Posted to issues@maven.apache.org by "Chris Lance (JIRA)" <ji...@codehaus.org> on 2007/08/02 19:45:13 UTC
[jira] Updated: (MWAR-111) Transitive dependencies of optional
dependencies are included in WEB-INF/lib
[ http://jira.codehaus.org/browse/MWAR-111?page=com.atlassian.jira.plugin.system.issuetabpanels:all-tabpanel ]
Chris Lance updated MWAR-111:
-----------------------------
Attachment: AbstractWarMojo.java
This is a quick patch I put together against the trunk for this issue. Forgive my ignorance if there was an easier way to code it :-)
> Transitive dependencies of optional dependencies are included in WEB-INF/lib
> ----------------------------------------------------------------------------
>
> Key: MWAR-111
> URL: http://jira.codehaus.org/browse/MWAR-111
> Project: Maven 2.x War Plugin
> Issue Type: Bug
> Affects Versions: 2.0.2
> Environment: Maven 2.0.7, JDK 1.6.0_01-b06, JavaEE 5
> Reporter: Chris Lance
> Attachments: AbstractWarMojo.java, TestProject.zip
>
>
> I have an EAR project (TestEAR) which contains two modules:
> 1. A JAR module (TestJAR) which has one dependency: commons-lang 2.3
> 2. A WAR module (TestWAR) which uses [these instructions|http://maven.apache.org/plugins/maven-war-plugin/examples/war-manifest-guide.html] to declare a dependency on TestJAR so that TestJAR is included in TestWAR's manifest classpath, but not copied into WEB-INF/lib (i.e. declares the dependency optional).
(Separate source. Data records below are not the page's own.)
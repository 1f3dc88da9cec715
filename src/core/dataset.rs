//! Assembly of the primary and secondary asset price tables

use crate::core::config::{AppConfig, PrimaryAssetConfig, SecondaryAssetConfig};
use crate::core::currency::{convert, relative_price};
use crate::core::price::{
    ChartDataProvider, ChartQuery, HistoricalPriceProvider, UnknownPairError, WEIGHTED_AVERAGE,
    WEIGHTED_PRICE,
};
use crate::core::table::{Table, merge_on_column};
use crate::store::DataStore;
use anyhow::{Context, Result};
use async_trait::async_trait;
use chrono::{NaiveTime, Utc};
use thiserror::Error;
use tracing::{debug, instrument};

/// Why a secondary asset could not be priced.
#[derive(Debug, Error)]
pub enum SecondaryAssetError {
    #[error("Unknown asset code: {0}")]
    UnknownCode(String),
    #[error("Could not load data for {code}: {source}")]
    Unavailable {
        code: String,
        #[source]
        source: Box<dyn std::error::Error + Send + Sync + 'static>,
    },
}

/// Builds secondary asset tables priced through the primary asset.
#[async_trait]
pub trait SecondaryAssetSource: Send + Sync {
    async fn secondary_dataset(
        &self,
        code: &str,
        primary: &Table,
    ) -> Result<Table, SecondaryAssetError>;
}

pub struct MarketData {
    store: DataStore,
    history: Box<dyn HistoricalPriceProvider>,
    charts: Box<dyn ChartDataProvider>,
    primary: PrimaryAssetConfig,
    secondary: SecondaryAssetConfig,
    price_column: String,
}

impl MarketData {
    pub fn new(
        config: &AppConfig,
        store: DataStore,
        history: Box<dyn HistoricalPriceProvider>,
        charts: Box<dyn ChartDataProvider>,
    ) -> Self {
        MarketData {
            store,
            history,
            charts,
            primary: config.primary.clone(),
            secondary: config.secondary.clone(),
            price_column: config.price_column(),
        }
    }

    pub fn price_column(&self) -> &str {
        &self.price_column
    }

    pub fn primary_name(&self) -> &str {
        &self.primary.name
    }

    /// Merges every exchange's weighted price, converted with the stored rate,
    /// into one table with the aggregate in [`MarketData::price_column`].
    ///
    /// `on_progress` is called once per exchange loaded, with a short status
    /// saying whether the dataset came from the cache.
    pub async fn primary_dataset(&self, on_progress: &(dyn Fn(&str) + Sync)) -> Result<Table> {
        let rate = self
            .store
            .read_rate()
            .context("Exchange rate is not available; refresh the cache first")?;
        debug!("Converting {} prices with rate {}", self.primary.name, rate);

        let mut tables = Vec::with_capacity(self.primary.exchanges.len());
        for exchange in &self.primary.exchanges {
            let code = self.primary.dataset_code(exchange);
            let fetch = |id: String| async move { self.history.fetch_history(&id).await };
            let (table, origin) = self.store.get_or_fetch(&code, fetch).await?;
            let converted = convert(&table, WEIGHTED_PRICE, rate)
                .with_context(|| format!("Dataset {code} has no '{WEIGHTED_PRICE}' column"))?;
            tables.push(converted);
            on_progress(&format!("{code} {origin}"));
        }

        let mut merged = merge_on_column(&tables, &self.primary.exchanges, WEIGHTED_PRICE)?;
        merged.mask_zeros();
        merged.add_row_mean(&self.price_column);
        debug!("Merged {} rows for {}", merged.len(), self.primary.name);
        Ok(merged)
    }

    fn chart_query(&self, pair: String) -> ChartQuery {
        let midnight = self.secondary.start_date.and_time(NaiveTime::default());
        ChartQuery {
            pair,
            start: midnight.and_utc(),
            end: Utc::now(),
            period_seconds: self.secondary.period_seconds,
        }
    }
}

fn normalize_code(code: &str) -> Option<String> {
    let code = code.trim();
    if code.is_empty() || !code.chars().all(|c| c.is_ascii_alphanumeric()) {
        return None;
    }
    Some(code.to_uppercase())
}

#[async_trait]
impl SecondaryAssetSource for MarketData {
    #[instrument(skip(self, primary))]
    async fn secondary_dataset(
        &self,
        code: &str,
        primary: &Table,
    ) -> Result<Table, SecondaryAssetError> {
        let code = normalize_code(code)
            .ok_or_else(|| SecondaryAssetError::UnknownCode(code.trim().to_string()))?;
        let pair = format!("{}_{}", self.secondary.pair_base, code);
        let query = self.chart_query(pair.clone());

        let (table, _) = self
            .store
            .get_or_fetch(&pair, |_| async { self.charts.fetch_chart(&query).await })
            .await
            .map_err(|e| {
                if e.downcast_ref::<UnknownPairError>().is_some() {
                    SecondaryAssetError::UnknownCode(code.clone())
                } else {
                    SecondaryAssetError::Unavailable {
                        code: code.clone(),
                        source: e.into(),
                    }
                }
            })?;

        relative_price(
            &table,
            WEIGHTED_AVERAGE,
            primary,
            &self.price_column,
            &self.price_column,
        )
        .map_err(|e| SecondaryAssetError::Unavailable {
            code,
            source: e.into(),
        })
    }
}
> This works fine for TestJAR itself, but its transitive dependency (commons-lang 2.3) is still copied into WEB-INF/lib. I don't believe this is the correct behavior since all dependencies of a JAR packaged in the EAR must also be packaged in the EAR. So, all a WAR should have to do is put the transitive dependencies in its manifest classpath to inherit them. Basically: in a WAR, transitive dependencies of "optional" dependencies should inherit the "optional" flag.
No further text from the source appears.